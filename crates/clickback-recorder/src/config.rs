//! Recorder and playback configuration

use crate::source::{KeyNotification, Modifiers};
use clickback_core::{vk, Error, Result};
use std::time::Duration;

pub const DEFAULT_CLICK_DELAY_MS: u32 = 1000;
pub const DEFAULT_KEY_DELAY_MS: u32 = 500;

/// Key combination that ends recording. It is never itself recorded.
#[derive(Debug, Clone, Copy, PartialEq, Eq)]
pub struct StopGesture {
    pub modifiers: Modifiers,
    pub key: u16,
}

impl StopGesture {
    /// Matches on the key-down only, with at least the gesture's modifiers held
    pub fn matches(&self, key: &KeyNotification) -> bool {
        key.is_down && key.code == self.key && key.modifiers.contains(self.modifiers)
    }
}

impl Default for StopGesture {
    fn default() -> Self {
        Self {
            modifiers: Modifiers::NONE | Modifiers::CTRL | Modifiers::ALT,
            key: vk::Q,
        }
    }
}

impl std::fmt::Display for StopGesture {
    fn fmt(&self, f: &mut std::fmt::Formatter<'_>) -> std::fmt::Result {
        let m = self.modifiers;
        if m.has_ctrl() { write!(f, "CTRL + ")?; }
        if m.has_alt() { write!(f, "ALT + ")?; }
        if m.has_shift() { write!(f, "SHIFT + ")?; }
        if m.has_win() { write!(f, "WIN + ")?; }
        write!(f, "{}", vk::name(self.key).to_uppercase())
    }
}

/// Recording-phase configuration
#[derive(Debug, Clone)]
pub struct RecorderConfig {
    /// Sleep between notification drains while waiting for the stop gesture
    pub poll_interval: Duration,
    /// Pause after both listeners are installed, before the wait begins
    pub settle_delay: Duration,
    pub stop_gesture: StopGesture,
}

impl Default for RecorderConfig {
    fn default() -> Self {
        Self {
            poll_interval: Duration::from_millis(10),
            settle_delay: Duration::from_millis(100),
            stop_gesture: StopGesture::default(),
        }
    }
}

/// How many times to replay, and how long to wait after each injected event
#[derive(Debug, Clone, Copy, PartialEq, Eq)]
pub struct PlaybackConfig {
    pub repeat_count: u32,
    pub click_delay: Duration,
    pub key_delay: Duration,
}

impl PlaybackConfig {
    /// Every value must be at least 1
    pub fn new(repeat_count: u32, click_delay_ms: u32, key_delay_ms: u32) -> Result<Self> {
        if repeat_count < 1 {
            return Err(Error::invalid_configuration("repeat count", "must be at least 1"));
        }
        if click_delay_ms < 1 {
            return Err(Error::invalid_configuration("time between clicks", "must be at least 1 ms"));
        }
        if key_delay_ms < 1 {
            return Err(Error::invalid_configuration(
                "time between keystrokes",
                "must be at least 1 ms",
            ));
        }
        Ok(Self {
            repeat_count,
            click_delay: Duration::from_millis(click_delay_ms.into()),
            key_delay: Duration::from_millis(key_delay_ms.into()),
        })
    }
}

impl Default for PlaybackConfig {
    fn default() -> Self {
        Self {
            repeat_count: 1,
            click_delay: Duration::from_millis(DEFAULT_CLICK_DELAY_MS.into()),
            key_delay: Duration::from_millis(DEFAULT_KEY_DELAY_MS.into()),
        }
    }
}
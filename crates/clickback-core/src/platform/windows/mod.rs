//! Windows platform implementation

mod input;

pub use input::SendInputInjector;
//! Event log replay through an input injector

use crate::config::PlaybackConfig;
use crate::events::{Event, EventLog};
use crate::reset::reset_input_state;
use clickback_core::InputInjector;
use serde::Serialize;
use std::time::Duration;
use tracing::{debug, info};

/// Blocks the replay thread between injected events
pub trait Pacer {
    fn wait(&mut self, delay: Duration);
}

/// Real time, via `std::thread::sleep`
#[derive(Debug, Default, Clone, Copy)]
pub struct ThreadPacer;

impl Pacer for ThreadPacer {
    fn wait(&mut self, delay: Duration) {
        std::thread::sleep(delay);
    }
}

impl<T: Pacer + ?Sized> Pacer for &mut T {
    fn wait(&mut self, delay: Duration) {
        (**self).wait(delay)
    }
}

/// Replay recorded events
pub struct Replayer {
    config: PlaybackConfig,
}

impl Replayer {
    pub fn new(config: PlaybackConfig) -> Self {
        Self { config }
    }

    pub fn config(&self) -> &PlaybackConfig {
        &self.config
    }

    /// Replay the whole log `repeat_count` times, resetting input state
    /// after every pass. `on_pass` is told each pass number as it completes.
    pub fn play<I, P>(
        &self,
        log: &EventLog,
        injector: &mut I,
        pacer: &mut P,
        mut on_pass: impl FnMut(u32),
    ) -> ReplayStats
    where
        I: InputInjector + ?Sized,
        P: Pacer + ?Sized,
    {
        let mut stats = ReplayStats::default();

        for pass in 1..=self.config.repeat_count {
            self.play_once(log, injector, pacer, &mut stats);

            let reset = reset_input_state(injector);
            stats.keys_released += reset.keys_released;
            stats.buttons_released += reset.buttons_released;
            stats.passes += 1;

            info!(pass, of = self.config.repeat_count, "replay pass complete");
            on_pass(pass);
        }

        stats
    }

    /// One traversal of the log, in recorded order, no reset
    pub fn play_once<I, P>(&self, log: &EventLog, injector: &mut I, pacer: &mut P, stats: &mut ReplayStats)
    where
        I: InputInjector + ?Sized,
        P: Pacer + ?Sized,
    {
        for event in log {
            match *event {
                Event::MouseClick { x, y } => {
                    injector.click_at(x, y);
                    stats.clicks += 1;
                    pacer.wait(self.config.click_delay);
                }
                Event::KeyTransition { code, is_down } => {
                    injector.key(code, is_down);
                    stats.keys += 1;
                    pacer.wait(self.config.key_delay);
                }
            }
            debug!(%event, "replayed");
        }
    }
}

#[derive(Debug, Default, Clone, Copy, PartialEq, Eq, Serialize)]
pub struct ReplayStats {
    pub passes: u32,
    pub clicks: usize,
    pub keys: usize,
    pub keys_released: usize,
    pub buttons_released: usize,
}

impl ReplayStats {
    /// Injections made for recorded events, resets excluded
    pub fn injections(&self) -> usize {
        self.clicks + self.keys
    }
}
//! Keyboard and mouse input injection
//!
//! The playback side only needs four things from the OS: put the cursor
//! somewhere and click, press or release a key, release a mouse button,
//! and ask whether a key is currently held. Injection is best effort:
//! none of the methods report failure back to the caller.

use serde::{Deserialize, Serialize};

/// Every virtual key code the key-state query can answer for
pub const KEY_CODES: std::ops::RangeInclusive<u16> = 0..=255;

#[derive(Debug, Clone, Copy, PartialEq, Eq, Hash, Serialize, Deserialize)]
pub enum MouseButton {
    Left,
    Right,
    Middle,
}

impl MouseButton {
    pub const ALL: [MouseButton; 3] = [MouseButton::Left, MouseButton::Right, MouseButton::Middle];
}

/// Synthesizes input as if a human produced it
pub trait InputInjector {
    /// Move the cursor to absolute screen coordinates, then press and
    /// release the left button there
    fn click_at(&mut self, x: i32, y: i32);

    /// Press (`down = true`) or release a virtual key
    fn key(&mut self, code: u16, down: bool);

    /// Release a mouse button, whether or not it is held
    fn release_button(&mut self, button: MouseButton);

    /// Whether the key is physically or logically held right now
    fn is_key_down(&self, code: u16) -> bool;
}

impl<T: InputInjector + ?Sized> InputInjector for &mut T {
    fn click_at(&mut self, x: i32, y: i32) {
        (**self).click_at(x, y)
    }

    fn key(&mut self, code: u16, down: bool) {
        (**self).key(code, down)
    }

    fn release_button(&mut self, button: MouseButton) {
        (**self).release_button(button)
    }

    fn is_key_down(&self, code: u16) -> bool {
        (**self).is_key_down(code)
    }
}

/// Common virtual key codes
pub mod vk {
    pub const BACKSPACE: u16 = 0x08;
    pub const TAB: u16 = 0x09;
    pub const RETURN: u16 = 0x0D;
    pub const SHIFT: u16 = 0x10;
    pub const CONTROL: u16 = 0x11;
    pub const ALT: u16 = 0x12;
    pub const CAPS_LOCK: u16 = 0x14;
    pub const ESCAPE: u16 = 0x1B;
    pub const SPACE: u16 = 0x20;

    // Letters A-Z are 0x41-0x5A
    pub const A: u16 = 0x41;
    pub const Q: u16 = 0x51;
    pub const Z: u16 = 0x5A;

    pub const LWIN: u16 = 0x5B;
    pub const RWIN: u16 = 0x5C;

    pub const LSHIFT: u16 = 0xA0;
    pub const RSHIFT: u16 = 0xA1;
    pub const LCONTROL: u16 = 0xA2;
    pub const RCONTROL: u16 = 0xA3;
    pub const LALT: u16 = 0xA4;
    pub const RALT: u16 = 0xA5;

    /// Short human-readable name, falling back to the hex code
    pub fn name(code: u16) -> String {
        match code {
            BACKSPACE => "Backspace".to_string(),
            TAB => "Tab".to_string(),
            RETURN => "Enter".to_string(),
            SHIFT | LSHIFT | RSHIFT => "Shift".to_string(),
            CONTROL | LCONTROL | RCONTROL => "Ctrl".to_string(),
            ALT | LALT | RALT => "Alt".to_string(),
            CAPS_LOCK => "CapsLock".to_string(),
            ESCAPE => "Esc".to_string(),
            SPACE => "Space".to_string(),
            LWIN | RWIN => "Win".to_string(),
            0x30..=0x39 | A..=Z => char::from(code as u8).to_string(),
            _ => format!("0x{:02X}", code),
        }
    }
}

□ □ □

▶ **TASK GOAL**: The lines to return are those in the entries above that include "must".

▶ **SOLVED PROBLEM**:
    /// Every value must be at least 1
            return Err(Error::invalid_configuration("repeat count", "must be at least 1"));
            return Err(Error::invalid_configuration("time between clicks", "must be at least 1 ms"));
                "must be at least 1 ms",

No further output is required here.